» Work task
Return each line below holding the string "bool".

» Recorded information
------------

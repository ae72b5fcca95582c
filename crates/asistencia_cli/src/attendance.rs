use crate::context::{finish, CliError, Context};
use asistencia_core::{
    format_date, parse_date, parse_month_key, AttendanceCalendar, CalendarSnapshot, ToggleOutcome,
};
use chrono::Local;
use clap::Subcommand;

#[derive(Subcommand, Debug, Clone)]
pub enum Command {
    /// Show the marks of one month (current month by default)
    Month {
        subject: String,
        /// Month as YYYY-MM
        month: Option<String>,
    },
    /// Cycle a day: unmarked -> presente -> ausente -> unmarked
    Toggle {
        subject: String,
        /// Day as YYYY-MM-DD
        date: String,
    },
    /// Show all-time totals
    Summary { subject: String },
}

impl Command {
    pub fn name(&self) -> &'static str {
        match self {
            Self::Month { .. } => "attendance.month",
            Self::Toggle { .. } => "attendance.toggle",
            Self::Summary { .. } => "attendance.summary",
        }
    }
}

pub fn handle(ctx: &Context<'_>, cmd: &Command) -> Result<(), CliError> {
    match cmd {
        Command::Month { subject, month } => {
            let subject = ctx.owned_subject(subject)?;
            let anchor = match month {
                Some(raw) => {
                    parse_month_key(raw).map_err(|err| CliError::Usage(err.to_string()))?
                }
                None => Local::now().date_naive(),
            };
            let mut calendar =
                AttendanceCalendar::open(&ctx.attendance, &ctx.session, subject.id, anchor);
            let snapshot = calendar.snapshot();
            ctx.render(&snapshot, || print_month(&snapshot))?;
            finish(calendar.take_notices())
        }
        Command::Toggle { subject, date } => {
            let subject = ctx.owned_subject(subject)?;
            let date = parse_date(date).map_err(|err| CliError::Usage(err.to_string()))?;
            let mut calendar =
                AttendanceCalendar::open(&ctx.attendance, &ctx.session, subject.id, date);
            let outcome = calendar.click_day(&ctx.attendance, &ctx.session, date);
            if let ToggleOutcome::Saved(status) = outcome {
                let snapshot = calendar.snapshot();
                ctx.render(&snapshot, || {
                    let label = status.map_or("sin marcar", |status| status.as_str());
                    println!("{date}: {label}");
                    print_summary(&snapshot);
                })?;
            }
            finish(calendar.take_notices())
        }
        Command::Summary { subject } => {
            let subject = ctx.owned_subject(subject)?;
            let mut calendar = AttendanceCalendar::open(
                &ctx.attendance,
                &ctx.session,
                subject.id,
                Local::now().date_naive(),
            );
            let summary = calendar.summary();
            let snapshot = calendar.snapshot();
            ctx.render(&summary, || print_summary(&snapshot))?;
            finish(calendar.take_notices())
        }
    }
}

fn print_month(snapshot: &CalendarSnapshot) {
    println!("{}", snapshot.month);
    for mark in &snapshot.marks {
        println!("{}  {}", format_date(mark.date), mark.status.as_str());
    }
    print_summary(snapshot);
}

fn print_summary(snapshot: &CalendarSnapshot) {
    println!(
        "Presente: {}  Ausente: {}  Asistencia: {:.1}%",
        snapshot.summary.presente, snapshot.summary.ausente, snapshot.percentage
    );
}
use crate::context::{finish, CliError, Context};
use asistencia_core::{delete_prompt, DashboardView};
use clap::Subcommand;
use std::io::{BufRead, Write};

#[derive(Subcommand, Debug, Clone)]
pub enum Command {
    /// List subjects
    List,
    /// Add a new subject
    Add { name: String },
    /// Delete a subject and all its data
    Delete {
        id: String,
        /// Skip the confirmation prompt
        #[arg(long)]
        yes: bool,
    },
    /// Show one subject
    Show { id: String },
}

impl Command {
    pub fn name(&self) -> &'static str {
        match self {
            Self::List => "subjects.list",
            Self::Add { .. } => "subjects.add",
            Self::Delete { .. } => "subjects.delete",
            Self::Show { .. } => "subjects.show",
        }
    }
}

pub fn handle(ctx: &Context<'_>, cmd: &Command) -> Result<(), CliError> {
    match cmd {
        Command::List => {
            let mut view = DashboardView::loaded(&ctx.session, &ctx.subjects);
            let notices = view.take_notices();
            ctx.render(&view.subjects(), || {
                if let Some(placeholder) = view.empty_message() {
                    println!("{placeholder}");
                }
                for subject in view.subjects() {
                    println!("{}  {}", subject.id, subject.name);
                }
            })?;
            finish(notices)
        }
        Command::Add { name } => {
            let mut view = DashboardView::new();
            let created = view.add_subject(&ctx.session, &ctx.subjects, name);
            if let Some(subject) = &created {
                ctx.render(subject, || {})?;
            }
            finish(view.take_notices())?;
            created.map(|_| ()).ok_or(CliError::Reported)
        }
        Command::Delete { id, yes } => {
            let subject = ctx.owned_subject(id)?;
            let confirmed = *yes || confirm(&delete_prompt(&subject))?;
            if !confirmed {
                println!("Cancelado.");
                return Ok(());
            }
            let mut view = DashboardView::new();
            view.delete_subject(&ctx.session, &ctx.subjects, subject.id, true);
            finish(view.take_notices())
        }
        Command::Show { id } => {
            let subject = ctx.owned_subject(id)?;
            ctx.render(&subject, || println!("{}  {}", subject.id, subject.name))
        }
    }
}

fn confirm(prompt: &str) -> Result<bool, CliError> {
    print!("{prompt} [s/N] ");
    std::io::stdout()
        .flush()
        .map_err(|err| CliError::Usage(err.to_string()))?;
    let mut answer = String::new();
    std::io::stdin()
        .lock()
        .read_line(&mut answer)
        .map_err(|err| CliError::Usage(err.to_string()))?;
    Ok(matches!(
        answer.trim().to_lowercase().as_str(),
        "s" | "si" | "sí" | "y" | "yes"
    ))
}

------------

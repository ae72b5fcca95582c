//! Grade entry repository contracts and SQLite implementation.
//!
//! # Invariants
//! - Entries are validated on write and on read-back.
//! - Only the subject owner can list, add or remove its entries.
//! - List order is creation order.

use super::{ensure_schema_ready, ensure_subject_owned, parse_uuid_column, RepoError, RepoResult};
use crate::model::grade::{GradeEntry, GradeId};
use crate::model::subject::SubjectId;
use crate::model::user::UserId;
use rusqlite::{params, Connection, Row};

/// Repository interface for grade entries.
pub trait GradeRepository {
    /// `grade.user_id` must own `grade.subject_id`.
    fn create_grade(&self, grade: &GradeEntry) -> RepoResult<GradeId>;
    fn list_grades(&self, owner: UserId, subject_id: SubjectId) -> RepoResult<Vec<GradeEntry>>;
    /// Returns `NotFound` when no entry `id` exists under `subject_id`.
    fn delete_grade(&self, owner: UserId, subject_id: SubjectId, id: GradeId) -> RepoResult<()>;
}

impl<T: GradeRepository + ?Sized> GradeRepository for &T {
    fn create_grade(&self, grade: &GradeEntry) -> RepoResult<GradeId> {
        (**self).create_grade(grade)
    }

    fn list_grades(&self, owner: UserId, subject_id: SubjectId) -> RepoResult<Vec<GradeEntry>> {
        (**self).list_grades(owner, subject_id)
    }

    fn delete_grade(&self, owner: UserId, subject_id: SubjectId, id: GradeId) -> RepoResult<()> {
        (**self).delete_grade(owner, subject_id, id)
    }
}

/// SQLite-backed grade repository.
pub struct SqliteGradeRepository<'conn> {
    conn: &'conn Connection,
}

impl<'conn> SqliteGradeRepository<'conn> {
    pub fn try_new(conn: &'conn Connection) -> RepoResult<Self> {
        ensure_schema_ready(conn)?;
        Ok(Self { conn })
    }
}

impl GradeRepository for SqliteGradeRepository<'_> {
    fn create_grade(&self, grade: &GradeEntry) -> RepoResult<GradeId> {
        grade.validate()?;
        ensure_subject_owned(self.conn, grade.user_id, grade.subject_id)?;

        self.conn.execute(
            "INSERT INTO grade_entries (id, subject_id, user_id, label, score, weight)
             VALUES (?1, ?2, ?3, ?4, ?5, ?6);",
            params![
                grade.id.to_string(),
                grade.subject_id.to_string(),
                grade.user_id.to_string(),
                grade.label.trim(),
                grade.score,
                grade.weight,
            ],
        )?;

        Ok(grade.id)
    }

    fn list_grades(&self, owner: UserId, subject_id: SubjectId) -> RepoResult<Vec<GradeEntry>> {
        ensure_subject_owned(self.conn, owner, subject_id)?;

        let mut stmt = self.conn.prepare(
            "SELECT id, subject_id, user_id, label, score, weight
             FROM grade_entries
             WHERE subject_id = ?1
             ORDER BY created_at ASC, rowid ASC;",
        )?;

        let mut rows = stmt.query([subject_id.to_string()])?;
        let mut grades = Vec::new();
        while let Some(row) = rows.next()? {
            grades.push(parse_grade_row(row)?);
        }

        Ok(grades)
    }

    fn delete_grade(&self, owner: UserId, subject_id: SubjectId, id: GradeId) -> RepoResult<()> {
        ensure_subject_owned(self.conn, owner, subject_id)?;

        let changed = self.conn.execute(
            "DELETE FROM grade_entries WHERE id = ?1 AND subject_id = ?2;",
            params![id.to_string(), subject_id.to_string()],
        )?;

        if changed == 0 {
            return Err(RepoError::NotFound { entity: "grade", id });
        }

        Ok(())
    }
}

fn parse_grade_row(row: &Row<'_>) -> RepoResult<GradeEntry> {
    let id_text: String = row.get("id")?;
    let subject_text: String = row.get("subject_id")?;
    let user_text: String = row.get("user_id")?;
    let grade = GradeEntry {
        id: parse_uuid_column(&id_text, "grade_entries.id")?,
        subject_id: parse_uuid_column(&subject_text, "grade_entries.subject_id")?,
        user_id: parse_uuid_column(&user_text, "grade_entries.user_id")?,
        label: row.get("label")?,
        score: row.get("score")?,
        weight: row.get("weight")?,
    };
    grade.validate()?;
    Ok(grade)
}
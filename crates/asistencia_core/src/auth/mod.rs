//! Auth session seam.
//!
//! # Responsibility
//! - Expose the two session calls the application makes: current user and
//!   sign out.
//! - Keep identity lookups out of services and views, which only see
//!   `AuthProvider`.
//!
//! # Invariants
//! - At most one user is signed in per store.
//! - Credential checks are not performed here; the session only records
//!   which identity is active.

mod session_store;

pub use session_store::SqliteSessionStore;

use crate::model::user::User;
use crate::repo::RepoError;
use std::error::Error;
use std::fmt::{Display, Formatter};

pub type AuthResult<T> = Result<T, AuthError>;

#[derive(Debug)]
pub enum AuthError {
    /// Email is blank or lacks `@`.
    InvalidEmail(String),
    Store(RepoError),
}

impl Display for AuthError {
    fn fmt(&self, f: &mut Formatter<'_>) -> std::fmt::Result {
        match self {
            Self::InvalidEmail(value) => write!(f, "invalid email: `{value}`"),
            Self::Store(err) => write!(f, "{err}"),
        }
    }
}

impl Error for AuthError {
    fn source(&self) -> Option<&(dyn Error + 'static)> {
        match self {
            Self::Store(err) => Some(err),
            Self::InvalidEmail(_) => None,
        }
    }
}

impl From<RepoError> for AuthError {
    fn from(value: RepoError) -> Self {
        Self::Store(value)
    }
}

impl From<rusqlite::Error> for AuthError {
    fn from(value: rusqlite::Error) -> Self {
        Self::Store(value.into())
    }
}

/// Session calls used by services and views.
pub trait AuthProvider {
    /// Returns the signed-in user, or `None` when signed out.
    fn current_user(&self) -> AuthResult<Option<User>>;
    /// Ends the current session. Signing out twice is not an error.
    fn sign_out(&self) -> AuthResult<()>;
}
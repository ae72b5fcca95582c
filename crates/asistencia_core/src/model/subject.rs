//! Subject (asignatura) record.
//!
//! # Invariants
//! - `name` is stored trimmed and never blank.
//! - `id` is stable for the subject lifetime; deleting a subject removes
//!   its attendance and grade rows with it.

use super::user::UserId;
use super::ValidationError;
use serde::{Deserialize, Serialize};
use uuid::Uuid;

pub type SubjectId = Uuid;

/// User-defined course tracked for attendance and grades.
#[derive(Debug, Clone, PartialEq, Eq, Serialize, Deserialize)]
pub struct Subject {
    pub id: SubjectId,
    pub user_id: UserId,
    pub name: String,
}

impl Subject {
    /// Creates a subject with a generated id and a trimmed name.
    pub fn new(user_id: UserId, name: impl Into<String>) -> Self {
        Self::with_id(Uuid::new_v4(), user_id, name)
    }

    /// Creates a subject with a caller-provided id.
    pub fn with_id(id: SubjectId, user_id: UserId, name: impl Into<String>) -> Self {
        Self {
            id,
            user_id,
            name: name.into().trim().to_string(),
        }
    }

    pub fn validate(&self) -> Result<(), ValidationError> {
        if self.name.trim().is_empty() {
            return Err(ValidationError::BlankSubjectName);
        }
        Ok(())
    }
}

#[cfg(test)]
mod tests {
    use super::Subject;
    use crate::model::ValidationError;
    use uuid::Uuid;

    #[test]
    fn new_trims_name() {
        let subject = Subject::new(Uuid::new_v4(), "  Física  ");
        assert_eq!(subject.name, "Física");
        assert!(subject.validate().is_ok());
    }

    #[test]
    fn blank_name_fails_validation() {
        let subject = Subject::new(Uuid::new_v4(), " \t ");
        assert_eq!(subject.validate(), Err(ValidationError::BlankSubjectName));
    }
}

------------

» Output of the task
        yes: bool,
fn confirm(prompt: &str) -> Result<bool, CliError> {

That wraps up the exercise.